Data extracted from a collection

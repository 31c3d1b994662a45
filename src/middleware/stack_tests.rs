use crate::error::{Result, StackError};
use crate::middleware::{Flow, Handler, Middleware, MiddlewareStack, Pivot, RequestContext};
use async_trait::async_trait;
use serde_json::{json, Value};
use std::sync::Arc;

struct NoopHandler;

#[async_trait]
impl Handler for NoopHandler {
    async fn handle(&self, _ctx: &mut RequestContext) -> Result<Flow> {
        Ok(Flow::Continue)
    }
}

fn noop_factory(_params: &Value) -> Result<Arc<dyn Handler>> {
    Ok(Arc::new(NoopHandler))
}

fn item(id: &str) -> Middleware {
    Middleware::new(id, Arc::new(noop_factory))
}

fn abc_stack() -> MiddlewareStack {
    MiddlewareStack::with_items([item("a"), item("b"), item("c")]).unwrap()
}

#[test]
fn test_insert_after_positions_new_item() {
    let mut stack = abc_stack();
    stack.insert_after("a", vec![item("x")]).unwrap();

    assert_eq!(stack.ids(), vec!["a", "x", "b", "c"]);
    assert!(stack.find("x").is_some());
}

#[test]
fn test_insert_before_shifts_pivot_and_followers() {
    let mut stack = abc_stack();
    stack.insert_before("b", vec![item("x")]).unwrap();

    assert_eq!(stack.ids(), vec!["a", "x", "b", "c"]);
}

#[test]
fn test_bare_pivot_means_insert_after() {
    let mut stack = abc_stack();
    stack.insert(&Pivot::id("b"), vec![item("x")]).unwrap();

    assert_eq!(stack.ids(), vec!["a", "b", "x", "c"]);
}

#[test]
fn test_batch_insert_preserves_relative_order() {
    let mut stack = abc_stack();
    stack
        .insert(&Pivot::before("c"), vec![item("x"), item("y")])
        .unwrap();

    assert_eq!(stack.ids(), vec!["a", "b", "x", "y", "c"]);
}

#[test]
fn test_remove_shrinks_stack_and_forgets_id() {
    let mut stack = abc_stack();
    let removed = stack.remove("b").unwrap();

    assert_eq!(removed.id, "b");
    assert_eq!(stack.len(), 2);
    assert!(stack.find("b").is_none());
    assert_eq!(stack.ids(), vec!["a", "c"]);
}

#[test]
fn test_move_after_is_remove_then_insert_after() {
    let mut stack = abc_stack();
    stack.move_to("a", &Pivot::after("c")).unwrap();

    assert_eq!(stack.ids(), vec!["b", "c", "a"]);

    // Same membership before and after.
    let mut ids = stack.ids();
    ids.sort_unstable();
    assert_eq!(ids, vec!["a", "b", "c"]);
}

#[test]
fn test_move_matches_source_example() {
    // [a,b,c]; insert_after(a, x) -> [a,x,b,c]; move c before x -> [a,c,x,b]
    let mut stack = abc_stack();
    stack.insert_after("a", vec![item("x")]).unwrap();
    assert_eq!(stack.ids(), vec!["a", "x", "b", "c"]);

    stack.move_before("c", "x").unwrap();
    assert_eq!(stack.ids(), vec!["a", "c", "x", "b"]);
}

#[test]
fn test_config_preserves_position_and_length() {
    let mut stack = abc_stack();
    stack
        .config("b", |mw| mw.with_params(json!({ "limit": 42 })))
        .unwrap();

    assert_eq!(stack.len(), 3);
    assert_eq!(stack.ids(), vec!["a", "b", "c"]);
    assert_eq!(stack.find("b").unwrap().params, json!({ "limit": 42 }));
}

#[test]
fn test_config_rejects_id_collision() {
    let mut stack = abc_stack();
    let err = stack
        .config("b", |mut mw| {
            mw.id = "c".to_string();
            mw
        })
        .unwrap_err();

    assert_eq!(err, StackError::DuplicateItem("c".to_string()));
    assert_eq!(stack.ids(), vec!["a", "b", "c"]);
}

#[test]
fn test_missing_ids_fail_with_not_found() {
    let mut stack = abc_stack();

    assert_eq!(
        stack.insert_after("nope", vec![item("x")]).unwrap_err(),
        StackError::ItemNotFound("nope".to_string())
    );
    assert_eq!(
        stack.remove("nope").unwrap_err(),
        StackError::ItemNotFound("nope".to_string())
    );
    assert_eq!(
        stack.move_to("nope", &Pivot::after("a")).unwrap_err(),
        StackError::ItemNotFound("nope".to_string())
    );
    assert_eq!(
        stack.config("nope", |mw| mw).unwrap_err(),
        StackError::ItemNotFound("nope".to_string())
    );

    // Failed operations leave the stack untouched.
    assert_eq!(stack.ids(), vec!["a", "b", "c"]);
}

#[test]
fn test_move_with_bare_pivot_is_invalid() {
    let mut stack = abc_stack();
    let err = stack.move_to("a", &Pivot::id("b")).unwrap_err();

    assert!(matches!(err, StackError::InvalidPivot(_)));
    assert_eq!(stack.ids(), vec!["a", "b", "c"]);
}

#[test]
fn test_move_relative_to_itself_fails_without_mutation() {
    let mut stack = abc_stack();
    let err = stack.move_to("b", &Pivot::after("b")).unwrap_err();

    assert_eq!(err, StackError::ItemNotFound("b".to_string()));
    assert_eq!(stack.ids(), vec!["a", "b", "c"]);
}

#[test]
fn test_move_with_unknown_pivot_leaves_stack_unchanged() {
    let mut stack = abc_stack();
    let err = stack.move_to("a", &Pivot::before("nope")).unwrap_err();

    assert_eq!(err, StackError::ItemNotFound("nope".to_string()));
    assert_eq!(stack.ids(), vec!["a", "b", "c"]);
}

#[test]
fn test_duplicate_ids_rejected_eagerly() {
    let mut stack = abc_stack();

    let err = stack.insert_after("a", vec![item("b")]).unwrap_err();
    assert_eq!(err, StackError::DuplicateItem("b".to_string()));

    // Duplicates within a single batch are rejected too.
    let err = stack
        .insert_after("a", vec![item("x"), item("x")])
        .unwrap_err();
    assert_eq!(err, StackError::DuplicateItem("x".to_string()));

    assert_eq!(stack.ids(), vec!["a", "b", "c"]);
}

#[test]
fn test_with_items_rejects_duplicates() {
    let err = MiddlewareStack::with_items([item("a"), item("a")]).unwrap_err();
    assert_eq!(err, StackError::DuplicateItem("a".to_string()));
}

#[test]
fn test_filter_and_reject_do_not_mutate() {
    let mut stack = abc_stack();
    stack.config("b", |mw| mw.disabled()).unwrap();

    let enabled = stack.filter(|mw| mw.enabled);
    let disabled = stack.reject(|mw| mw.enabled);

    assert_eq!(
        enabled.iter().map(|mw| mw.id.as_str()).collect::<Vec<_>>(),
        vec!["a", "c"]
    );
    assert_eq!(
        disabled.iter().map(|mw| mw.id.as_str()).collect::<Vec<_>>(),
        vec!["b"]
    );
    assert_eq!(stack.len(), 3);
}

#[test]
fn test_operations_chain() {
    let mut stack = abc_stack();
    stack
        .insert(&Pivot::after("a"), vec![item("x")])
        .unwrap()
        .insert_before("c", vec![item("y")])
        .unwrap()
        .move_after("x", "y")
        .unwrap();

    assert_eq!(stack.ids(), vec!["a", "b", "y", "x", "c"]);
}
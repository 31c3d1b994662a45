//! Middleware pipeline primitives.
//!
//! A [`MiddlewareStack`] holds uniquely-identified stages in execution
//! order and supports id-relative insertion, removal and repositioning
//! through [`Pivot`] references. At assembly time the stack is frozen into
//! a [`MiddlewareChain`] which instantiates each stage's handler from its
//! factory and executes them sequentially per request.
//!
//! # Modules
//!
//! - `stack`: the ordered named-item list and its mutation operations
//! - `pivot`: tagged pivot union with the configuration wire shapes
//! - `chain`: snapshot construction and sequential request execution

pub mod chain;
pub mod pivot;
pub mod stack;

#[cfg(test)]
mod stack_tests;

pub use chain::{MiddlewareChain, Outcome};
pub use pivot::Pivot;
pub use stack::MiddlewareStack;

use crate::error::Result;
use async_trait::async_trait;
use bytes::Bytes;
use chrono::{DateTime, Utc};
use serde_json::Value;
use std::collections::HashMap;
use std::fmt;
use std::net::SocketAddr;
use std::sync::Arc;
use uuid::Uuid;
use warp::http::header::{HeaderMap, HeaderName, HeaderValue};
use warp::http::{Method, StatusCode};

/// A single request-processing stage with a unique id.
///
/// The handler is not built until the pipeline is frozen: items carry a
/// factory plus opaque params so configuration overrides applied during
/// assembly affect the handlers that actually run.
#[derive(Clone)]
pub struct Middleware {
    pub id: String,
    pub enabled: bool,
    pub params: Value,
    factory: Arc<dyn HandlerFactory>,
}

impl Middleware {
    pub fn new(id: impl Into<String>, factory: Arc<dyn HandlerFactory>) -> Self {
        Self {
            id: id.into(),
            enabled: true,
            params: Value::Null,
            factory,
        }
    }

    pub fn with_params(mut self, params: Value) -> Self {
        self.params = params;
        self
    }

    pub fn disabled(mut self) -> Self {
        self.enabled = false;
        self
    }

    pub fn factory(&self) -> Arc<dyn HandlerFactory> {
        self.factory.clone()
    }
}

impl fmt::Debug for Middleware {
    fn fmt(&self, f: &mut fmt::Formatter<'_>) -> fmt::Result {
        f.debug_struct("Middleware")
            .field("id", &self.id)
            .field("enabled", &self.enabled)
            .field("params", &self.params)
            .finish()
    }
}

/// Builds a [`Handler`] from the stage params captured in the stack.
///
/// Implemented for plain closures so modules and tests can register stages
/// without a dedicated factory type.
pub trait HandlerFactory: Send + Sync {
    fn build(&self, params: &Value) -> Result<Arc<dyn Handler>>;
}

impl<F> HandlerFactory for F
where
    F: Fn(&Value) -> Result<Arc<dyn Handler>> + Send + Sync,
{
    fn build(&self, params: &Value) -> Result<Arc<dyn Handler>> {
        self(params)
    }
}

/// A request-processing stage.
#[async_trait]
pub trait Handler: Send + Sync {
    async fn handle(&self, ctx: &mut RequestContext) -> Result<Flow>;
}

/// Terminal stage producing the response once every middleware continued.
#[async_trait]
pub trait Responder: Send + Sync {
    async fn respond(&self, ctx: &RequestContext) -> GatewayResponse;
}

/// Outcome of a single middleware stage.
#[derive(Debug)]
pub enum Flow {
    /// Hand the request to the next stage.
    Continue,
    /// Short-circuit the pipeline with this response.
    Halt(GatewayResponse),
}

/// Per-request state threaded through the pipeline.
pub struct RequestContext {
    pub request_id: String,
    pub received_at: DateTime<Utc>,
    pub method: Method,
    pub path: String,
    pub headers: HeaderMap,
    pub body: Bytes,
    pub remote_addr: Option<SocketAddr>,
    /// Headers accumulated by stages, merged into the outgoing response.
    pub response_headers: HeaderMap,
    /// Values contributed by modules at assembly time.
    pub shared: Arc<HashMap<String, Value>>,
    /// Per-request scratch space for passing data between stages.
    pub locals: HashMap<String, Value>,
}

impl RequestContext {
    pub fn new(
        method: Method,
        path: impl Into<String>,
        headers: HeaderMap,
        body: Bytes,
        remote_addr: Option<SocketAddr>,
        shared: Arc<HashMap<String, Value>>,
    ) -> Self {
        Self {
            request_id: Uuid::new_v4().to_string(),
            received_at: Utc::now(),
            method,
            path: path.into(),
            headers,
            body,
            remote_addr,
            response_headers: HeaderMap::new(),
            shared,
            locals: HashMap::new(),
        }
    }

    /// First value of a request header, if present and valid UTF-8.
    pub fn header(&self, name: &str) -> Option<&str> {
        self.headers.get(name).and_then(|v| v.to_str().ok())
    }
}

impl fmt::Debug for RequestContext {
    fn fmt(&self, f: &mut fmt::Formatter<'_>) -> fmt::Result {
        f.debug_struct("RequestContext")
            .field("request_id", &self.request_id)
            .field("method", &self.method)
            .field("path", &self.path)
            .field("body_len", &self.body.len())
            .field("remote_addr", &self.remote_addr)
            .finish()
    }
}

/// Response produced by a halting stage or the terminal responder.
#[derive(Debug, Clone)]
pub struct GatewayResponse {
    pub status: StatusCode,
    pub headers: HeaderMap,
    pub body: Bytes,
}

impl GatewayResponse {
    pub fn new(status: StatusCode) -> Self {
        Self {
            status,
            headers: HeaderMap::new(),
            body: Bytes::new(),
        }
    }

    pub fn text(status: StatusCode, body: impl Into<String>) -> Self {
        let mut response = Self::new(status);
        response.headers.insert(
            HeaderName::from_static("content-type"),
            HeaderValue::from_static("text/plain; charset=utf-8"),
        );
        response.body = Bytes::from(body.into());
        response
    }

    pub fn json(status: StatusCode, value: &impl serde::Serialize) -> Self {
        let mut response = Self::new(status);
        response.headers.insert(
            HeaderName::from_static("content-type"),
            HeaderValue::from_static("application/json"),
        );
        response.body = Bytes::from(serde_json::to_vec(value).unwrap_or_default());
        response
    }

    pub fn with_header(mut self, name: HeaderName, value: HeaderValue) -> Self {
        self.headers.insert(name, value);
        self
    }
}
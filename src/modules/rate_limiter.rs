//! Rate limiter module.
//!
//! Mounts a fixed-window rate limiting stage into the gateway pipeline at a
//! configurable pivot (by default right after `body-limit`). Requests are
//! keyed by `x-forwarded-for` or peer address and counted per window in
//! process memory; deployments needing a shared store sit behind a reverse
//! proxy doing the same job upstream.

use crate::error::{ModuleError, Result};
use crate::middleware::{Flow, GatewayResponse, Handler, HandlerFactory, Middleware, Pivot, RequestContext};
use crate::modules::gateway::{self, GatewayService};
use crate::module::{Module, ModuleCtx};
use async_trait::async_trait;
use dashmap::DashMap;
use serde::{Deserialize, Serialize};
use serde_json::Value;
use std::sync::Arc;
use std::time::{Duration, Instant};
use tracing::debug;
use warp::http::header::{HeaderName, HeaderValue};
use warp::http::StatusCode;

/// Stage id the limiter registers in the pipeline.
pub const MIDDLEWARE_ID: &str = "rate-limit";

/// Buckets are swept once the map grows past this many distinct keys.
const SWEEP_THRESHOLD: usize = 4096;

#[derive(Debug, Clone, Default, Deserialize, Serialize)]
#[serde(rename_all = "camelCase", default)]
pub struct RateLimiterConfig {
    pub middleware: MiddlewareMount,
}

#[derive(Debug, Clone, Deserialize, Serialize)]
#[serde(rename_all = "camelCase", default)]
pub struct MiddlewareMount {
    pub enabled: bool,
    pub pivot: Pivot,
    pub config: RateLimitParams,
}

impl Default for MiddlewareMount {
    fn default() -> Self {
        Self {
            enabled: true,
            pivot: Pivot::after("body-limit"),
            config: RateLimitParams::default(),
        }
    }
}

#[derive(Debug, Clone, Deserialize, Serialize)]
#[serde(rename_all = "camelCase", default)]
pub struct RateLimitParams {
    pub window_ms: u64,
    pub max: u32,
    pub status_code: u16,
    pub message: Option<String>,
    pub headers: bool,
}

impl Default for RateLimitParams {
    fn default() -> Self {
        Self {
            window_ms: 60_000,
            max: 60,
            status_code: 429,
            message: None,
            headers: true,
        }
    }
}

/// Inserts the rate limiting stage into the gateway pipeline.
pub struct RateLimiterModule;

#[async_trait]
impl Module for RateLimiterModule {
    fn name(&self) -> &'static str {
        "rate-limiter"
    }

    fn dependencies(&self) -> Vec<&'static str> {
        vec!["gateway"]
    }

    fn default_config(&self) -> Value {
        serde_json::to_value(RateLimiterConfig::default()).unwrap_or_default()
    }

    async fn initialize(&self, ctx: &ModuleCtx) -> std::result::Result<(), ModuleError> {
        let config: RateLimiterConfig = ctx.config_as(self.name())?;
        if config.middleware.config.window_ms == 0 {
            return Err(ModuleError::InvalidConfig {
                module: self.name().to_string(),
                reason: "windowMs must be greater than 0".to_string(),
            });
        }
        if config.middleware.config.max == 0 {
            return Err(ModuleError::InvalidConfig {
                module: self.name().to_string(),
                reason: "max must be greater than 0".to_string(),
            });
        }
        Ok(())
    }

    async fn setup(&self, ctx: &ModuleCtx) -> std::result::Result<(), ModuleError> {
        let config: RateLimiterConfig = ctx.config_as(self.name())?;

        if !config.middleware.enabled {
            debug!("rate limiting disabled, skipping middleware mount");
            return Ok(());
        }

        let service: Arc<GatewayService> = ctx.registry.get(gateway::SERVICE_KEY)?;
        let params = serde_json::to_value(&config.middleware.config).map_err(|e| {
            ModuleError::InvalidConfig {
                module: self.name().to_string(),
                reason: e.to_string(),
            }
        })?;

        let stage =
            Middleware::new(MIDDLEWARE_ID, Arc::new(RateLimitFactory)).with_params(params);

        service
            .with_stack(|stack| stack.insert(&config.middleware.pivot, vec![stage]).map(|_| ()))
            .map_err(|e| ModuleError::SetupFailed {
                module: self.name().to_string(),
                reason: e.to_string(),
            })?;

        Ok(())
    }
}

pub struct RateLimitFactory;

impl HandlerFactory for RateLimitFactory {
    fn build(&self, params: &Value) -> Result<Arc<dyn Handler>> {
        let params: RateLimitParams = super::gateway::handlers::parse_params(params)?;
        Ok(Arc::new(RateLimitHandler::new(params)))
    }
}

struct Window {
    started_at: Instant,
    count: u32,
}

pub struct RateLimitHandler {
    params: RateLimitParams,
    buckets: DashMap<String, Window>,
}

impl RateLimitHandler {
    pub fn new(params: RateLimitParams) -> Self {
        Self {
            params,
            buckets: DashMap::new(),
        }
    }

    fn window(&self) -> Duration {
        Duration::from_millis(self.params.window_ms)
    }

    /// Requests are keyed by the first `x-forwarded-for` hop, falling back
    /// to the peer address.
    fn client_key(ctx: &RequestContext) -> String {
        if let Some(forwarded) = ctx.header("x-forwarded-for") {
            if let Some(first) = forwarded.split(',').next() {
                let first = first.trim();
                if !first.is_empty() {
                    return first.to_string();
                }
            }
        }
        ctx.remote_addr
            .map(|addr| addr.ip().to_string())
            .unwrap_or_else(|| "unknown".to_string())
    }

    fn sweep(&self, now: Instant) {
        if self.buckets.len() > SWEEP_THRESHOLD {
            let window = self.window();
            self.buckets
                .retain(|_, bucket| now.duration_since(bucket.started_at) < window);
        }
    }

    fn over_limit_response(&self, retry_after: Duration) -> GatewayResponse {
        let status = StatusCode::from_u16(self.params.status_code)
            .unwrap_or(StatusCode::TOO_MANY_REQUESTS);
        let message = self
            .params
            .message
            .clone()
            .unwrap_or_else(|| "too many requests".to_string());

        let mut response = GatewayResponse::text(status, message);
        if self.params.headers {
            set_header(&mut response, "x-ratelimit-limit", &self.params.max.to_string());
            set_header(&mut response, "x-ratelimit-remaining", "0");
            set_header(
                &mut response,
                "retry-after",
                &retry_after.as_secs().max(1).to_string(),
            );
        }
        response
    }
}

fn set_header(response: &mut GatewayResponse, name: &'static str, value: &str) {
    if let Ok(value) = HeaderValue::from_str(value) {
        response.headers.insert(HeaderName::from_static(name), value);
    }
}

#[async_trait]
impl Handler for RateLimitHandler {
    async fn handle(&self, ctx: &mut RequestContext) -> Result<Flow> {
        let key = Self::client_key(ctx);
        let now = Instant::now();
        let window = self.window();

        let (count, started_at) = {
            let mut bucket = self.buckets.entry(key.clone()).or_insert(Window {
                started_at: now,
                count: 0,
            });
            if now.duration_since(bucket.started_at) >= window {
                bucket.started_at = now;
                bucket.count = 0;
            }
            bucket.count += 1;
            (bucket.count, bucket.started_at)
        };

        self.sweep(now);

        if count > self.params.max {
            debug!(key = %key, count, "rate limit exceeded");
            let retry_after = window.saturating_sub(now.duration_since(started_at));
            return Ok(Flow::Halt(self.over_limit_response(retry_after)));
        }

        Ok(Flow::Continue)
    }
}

→ The problem: On how many lines of the records above does the word "shared" appear? Answer with only that number.

→ Your solution: 4